With the lightning in a bottle that was “Double Shot,” the band soon began moving in rarefied circles. In California, they played at a birthday party for Frank Sinatra’s daughter Tina. Sinatra gifted them with two brand-new amps to keep the party going when one of theirs failed. 

When they opened for a crowd of 28,000 people at the Atlanta Braves’ Fulton County Stadium, James Brown and his band watched their opening performance from the Braves dugout. Brown told members of his band to watch the Medallions’ horn section and take notes on how they moved. They later learned that it was Brown who recommended the Medallions to Smash Records, his own label at the time.

A-Plenty Enough

Their influence on modern culture appears on stages great and small. The late, beloved writer and humorist Lewis Grizzard wrote, “Even today, when I hear the Swingin’ Medallions sing “Double Shot of My Baby’s Love,” it makes me want to stand outside in the hot sun with a milkshake cup full of beer in one hand and a slightly-drenched nineteen-year-old coed in the other.” Chicago Tribune columnist and best-selling author Bob Greene described hearing “Double Shot” playing over the sound system (and records for sale) in the Smithsonian. They’ve even performed with one of their biggest fans, Bruce Springsteen.

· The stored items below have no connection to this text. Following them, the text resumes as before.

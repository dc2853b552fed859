use packtrace_domain::Config;
use tracing_subscriber::EnvFilter;

/// RUST_LOG wins over the configured level when set.
pub fn init_logging(config: &Config) {
    let filter = EnvFilter::try_from_default_env()
        .unwrap_or_else(|_| EnvFilter::new(config.logging.level.clone()));

    tracing_subscriber::fmt().with_env_filter(filter).init();
}
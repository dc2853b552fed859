use crate::ports::TransactionStore;
use packtrace_domain::{DomainError, StoredTransaction};
use std::sync::Arc;

const MAX_LIMIT: u32 = 1000;

/// The newest stored transactions, capped to a sane page size.
pub struct GetRecentTransactionsUseCase {
    store: Arc<dyn TransactionStore>,
}

impl GetRecentTransactionsUseCase {
    pub fn new(store: Arc<dyn TransactionStore>) -> Self {
        Self { store }
    }

    pub async fn execute(&self, limit: u32) -> Result<Vec<StoredTransaction>, DomainError> {
        self.store.recent(limit.min(MAX_LIMIT)).await
    }
}
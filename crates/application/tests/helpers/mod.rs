#![allow(dead_code)]

mod mock_store;

pub use mock_store::MockTransactionStore;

In 2008, McElrath received the Order of the Palmetto, South Carolina’s highest civilian honor. The band has been inducted into the Carolina Beach Music Hall of Fame and the Georgia Music Hall of Fame.

 It’s a Good Thing for Me

The Medallions are a living testament to the bottomless well of musical talent in Greenwood County. Through the years, band members came and went, finding new careers, sometimes returning to play, and sometimes handing the mantle to their children. 

Original drummer Joe Morris left the band in the ‘60s but still sometimes travels with them. He was replaced by Michael Huey, a legendary drummer for Glenn Frey, Joe Walsh, Etta James and Lindsey Buckingham, among others. Former drummer Robby Cox still manages the band, along with other high-profile acts through his Nashville management company. Carroll Bledsoe has written a memoir, An Insider’s History of the Swingin’ Medallions.

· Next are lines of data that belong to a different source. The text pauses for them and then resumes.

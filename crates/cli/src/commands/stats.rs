use crate::di::UseCases;
use crate::output;

pub async fn run(
    use_cases: &UseCases,
    most_queried: bool,
    over_time: bool,
    unique: bool,
    recent: Option<u32>,
) -> anyhow::Result<()> {
    if most_queried {
        let rows = use_cases.most_queried.execute().await?;
        output::print_most_queried(&rows);
    }

    if over_time {
        let rows = use_cases.over_time.execute().await?;
        output::print_over_time(&rows);
    }

    if unique {
        let rows = use_cases.unique_domains.execute().await?;
        output::print_unique(&rows);
    }

    if let Some(limit) = recent {
        let rows = use_cases.recent.execute(limit).await?;
        output::print_recent(&rows);
    }

    Ok(())
}
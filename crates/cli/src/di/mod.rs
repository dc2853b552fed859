mod stores;
mod use_cases;

pub use stores::Stores;
pub use use_cases::UseCases;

Jake Bartley, who fronts the all-star Jake Bartley Band, has played with the Medallions, as did his father, Hack Bartley. Ashby Stokes, a foundational member of Greenwood’s music scene, was inspired to a career in music after watching Medallions’ rehearsals in his neighborhood. Stokes went on to a successful career as a recording artist in New York before returning to Greenwood.

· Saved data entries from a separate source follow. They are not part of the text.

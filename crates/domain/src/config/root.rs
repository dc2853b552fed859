use serde::{Deserialize, Serialize};

use super::capture::CaptureConfig;
use super::database::DatabaseConfig;
use super::errors::ConfigError;
use super::logging::LoggingConfig;

/// Main configuration structure for packtrace
#[derive(Debug, Clone, Deserialize, Serialize, Default)]
pub struct Config {
    /// Capture session configuration (device, filter, session options)
    #[serde(default)]
    pub capture: CaptureConfig,

    /// Logging configuration
    #[serde(default)]
    pub logging: LoggingConfig,

    /// Database configuration
    #[serde(default)]
    pub database: DatabaseConfig,
}

impl Config {
    /// Load configuration from file or use defaults
    ///
    /// Priority order:
    /// 1. Explicitly provided path
    /// 2. packtrace.toml in current directory
    /// 3. /etc/packtrace/config.toml
    /// 4. Default configuration
    pub fn load(path: Option<&str>, cli_overrides: CliOverrides) -> Result<Self, ConfigError> {
        let mut config = if let Some(path) = path {
            Self::from_file(path)?
        } else if std::path::Path::new("packtrace.toml").exists() {
            Self::from_file("packtrace.toml")?
        } else if std::path::Path::new("/etc/packtrace/config.toml").exists() {
            Self::from_file("/etc/packtrace/config.toml")?
        } else {
            Self::default()
        };

        config.apply_cli_overrides(cli_overrides);
        Ok(config)
    }

    fn from_file(path: &str) -> Result<Self, ConfigError> {
        let contents = std::fs::read_to_string(path)
            .map_err(|e| ConfigError::FileRead(path.to_string(), e.to_string()))?;
        toml::from_str(&contents).map_err(|e| ConfigError::Parse(e.to_string()))
    }

    fn apply_cli_overrides(&mut self, overrides: CliOverrides) {
        if let Some(device) = overrides.device {
            self.capture.device = Some(device);
        }
        if let Some(bpf) = overrides.bpf {
            self.capture.bpf = Some(bpf);
        }
        if let Some(strict) = overrides.strict {
            self.capture.strict = strict;
        }
        if let Some(db) = overrides.database_path {
            self.database.path = db;
        }
        if let Some(level) = overrides.log_level {
            self.logging.level = level;
        }
    }

    /// Validate configuration
    pub fn validate(&self) -> Result<(), ConfigError> {
        if self.capture.snaplen <= 0 {
            return Err(ConfigError::Validation(
                "Capture snaplen must be positive".to_string(),
            ));
        }
        if self.database.path.is_empty() {
            return Err(ConfigError::Validation(
                "Database path cannot be empty".to_string(),
            ));
        }
        Ok(())
    }
}

/// Command-line overrides for configuration
#[derive(Debug, Default)]
pub struct CliOverrides {
    pub device: Option<String>,
    pub bpf: Option<String>,
    pub strict: Option<bool>,
    pub database_path: Option<String>,
    pub log_level: Option<String>,
}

The band still performs throughout the South, with a mix of long-time and newer members. 

John McElrath, the glue that held the Medallions together for decades, became a youth director for the YMCA but continued to play, teach and encourage young musicians. He passed away in 2018, but his sons Shawn and Shane carry on the legacy, along with their cousin John Smith Buchan. Other members include Chris Crowe, Josh Snelling, Paul Perkins, Ronnie Goldman, Joe Morris and Richard Loper. 

The band was serious about music, and about business, but seemed to know instinctively that performing was all about fun. A chance for people to let go, come together, sing out loud—those were the reasons people came to the shows. And the band was the mechanism for making it all happen, then, now and tomorrow.